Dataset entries
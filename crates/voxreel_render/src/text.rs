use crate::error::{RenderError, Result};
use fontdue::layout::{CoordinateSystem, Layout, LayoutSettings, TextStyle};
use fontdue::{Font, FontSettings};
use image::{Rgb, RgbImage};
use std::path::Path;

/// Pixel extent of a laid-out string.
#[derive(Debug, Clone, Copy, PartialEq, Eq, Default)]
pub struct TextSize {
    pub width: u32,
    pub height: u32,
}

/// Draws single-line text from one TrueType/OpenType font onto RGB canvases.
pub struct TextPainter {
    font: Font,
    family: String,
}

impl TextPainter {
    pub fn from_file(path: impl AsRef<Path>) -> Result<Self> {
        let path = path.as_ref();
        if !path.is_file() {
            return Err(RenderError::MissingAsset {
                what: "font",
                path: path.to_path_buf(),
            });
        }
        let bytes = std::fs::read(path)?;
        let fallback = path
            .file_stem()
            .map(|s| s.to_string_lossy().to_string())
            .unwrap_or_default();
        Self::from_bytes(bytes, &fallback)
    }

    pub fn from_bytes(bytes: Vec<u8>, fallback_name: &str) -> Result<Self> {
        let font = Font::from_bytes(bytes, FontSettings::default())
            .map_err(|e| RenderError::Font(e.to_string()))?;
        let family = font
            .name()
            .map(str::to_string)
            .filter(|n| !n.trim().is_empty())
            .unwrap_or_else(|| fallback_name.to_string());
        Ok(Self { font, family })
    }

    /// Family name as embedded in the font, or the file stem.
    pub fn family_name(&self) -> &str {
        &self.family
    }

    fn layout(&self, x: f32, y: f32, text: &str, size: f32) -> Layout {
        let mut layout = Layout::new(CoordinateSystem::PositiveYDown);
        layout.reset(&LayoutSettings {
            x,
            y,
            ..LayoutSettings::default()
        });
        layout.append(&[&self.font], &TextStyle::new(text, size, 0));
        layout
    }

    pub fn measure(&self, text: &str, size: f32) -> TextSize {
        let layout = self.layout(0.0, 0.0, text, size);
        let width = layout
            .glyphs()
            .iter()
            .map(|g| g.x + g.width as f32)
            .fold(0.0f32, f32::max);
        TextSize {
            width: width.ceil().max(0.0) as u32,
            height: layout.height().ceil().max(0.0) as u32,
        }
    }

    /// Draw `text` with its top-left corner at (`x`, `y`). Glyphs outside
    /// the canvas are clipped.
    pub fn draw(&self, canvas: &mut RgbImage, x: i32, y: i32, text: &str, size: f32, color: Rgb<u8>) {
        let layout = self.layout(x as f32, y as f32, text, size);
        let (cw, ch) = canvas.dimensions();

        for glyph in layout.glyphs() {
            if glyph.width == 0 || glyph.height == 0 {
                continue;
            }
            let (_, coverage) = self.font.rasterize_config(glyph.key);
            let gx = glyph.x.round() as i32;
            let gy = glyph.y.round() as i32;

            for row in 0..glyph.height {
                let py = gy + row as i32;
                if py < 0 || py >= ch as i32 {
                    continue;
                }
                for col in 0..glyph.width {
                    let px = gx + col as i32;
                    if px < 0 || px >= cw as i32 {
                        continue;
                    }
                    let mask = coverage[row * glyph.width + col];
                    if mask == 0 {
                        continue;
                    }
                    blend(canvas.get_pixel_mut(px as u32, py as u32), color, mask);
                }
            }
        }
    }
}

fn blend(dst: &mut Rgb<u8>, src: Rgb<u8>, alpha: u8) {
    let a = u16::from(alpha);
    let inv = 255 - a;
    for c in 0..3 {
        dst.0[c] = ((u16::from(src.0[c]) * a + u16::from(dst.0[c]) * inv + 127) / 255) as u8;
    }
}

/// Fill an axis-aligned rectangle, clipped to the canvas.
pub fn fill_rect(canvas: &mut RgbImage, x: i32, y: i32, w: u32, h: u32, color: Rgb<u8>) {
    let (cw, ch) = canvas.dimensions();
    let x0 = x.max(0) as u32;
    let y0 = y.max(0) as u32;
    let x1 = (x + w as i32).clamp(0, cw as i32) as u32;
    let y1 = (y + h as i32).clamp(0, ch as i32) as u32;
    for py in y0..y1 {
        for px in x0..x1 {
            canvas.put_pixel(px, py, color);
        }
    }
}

▶ [Task statement]: Set the lines down exactly as they stand, beginning at the one that contains "let a = u16::from(alpha);" and stopping after the last line of the entries above.

▶ [Expected output]:
    let a = u16::from(alpha);
    let inv = 255 - a;
    for c in 0..3 {
        dst.0[c] = ((u16::from(src.0[c]) * a + u16::from(dst.0[c]) * inv + 127) / 255) as u8;
    }
}

/// Fill an axis-aligned rectangle, clipped to the canvas.
pub fn fill_rect(canvas: &mut RgbImage, x: i32, y: i32, w: u32, h: u32, color: Rgb<u8>) {
    let (cw, ch) = canvas.dimensions();
    let x0 = x.max(0) as u32;
    let y0 = y.max(0) as u32;
    let x1 = (x + w as i32).clamp(0, cw as i32) as u32;
    let y1 = (y + h as i32).clamp(0, ch as i32) as u32;
    for py in y0..y1 {
        for px in x0..x1 {
            canvas.put_pixel(px, py, color);
        }
    }
}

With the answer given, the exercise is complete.